**Exercise brief**
Read the data below line by line and copy each one with "Some" in it.

**Material for the task**
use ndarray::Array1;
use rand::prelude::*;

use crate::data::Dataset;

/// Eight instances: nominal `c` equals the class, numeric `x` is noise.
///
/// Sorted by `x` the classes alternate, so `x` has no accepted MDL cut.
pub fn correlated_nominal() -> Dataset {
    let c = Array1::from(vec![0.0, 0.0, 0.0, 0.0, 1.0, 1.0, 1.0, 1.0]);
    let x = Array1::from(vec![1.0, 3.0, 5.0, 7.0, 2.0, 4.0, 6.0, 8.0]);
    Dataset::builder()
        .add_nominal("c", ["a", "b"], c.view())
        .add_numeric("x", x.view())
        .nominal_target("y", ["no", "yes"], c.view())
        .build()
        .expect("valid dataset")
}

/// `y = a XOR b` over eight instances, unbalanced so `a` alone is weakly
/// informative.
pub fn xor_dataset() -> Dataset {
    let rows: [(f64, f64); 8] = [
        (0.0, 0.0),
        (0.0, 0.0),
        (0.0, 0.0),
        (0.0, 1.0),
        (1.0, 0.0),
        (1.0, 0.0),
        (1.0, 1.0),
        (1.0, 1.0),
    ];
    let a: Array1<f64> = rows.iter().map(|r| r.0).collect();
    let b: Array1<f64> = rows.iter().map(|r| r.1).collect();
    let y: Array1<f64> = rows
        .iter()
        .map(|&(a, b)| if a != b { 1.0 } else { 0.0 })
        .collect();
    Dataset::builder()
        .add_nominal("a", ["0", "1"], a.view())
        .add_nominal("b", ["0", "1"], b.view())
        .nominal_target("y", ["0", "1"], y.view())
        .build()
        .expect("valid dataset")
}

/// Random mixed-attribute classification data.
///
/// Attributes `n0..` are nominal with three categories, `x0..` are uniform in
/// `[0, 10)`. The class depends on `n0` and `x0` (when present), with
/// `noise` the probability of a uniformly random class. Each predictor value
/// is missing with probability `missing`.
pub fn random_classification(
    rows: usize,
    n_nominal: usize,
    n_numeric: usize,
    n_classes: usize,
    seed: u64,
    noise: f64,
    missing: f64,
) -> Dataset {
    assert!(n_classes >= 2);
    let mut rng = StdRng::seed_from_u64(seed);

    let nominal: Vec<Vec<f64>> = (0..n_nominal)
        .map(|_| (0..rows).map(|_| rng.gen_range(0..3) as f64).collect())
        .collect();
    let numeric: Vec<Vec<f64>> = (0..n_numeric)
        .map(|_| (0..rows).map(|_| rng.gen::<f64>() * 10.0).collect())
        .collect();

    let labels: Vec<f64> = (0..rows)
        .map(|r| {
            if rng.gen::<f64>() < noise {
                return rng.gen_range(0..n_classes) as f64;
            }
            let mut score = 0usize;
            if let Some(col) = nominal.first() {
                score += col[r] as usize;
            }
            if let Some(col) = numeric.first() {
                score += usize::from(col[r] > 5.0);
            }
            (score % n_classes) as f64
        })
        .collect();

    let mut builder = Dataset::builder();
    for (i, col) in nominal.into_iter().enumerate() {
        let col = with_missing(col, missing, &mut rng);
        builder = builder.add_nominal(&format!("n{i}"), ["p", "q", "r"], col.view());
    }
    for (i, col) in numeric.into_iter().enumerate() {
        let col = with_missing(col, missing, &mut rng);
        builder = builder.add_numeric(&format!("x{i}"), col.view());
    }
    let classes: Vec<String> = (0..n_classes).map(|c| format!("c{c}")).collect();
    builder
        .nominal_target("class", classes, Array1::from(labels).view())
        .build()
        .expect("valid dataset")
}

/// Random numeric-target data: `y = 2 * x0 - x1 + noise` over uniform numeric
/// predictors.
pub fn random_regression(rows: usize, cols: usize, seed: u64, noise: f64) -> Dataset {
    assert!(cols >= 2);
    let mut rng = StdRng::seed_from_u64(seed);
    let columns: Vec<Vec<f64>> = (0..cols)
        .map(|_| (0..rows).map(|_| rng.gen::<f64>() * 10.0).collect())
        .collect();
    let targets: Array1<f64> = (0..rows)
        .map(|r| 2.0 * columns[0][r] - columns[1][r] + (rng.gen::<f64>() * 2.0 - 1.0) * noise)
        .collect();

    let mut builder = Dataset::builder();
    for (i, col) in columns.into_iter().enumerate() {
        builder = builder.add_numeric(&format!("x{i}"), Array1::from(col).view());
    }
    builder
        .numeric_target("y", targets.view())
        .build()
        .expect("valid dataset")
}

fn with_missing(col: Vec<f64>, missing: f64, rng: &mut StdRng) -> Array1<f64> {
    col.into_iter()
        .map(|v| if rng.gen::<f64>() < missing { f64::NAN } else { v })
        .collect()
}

**Output for this task**
            if let Some(col) = nominal.first() {
            if let Some(col) = numeric.first() {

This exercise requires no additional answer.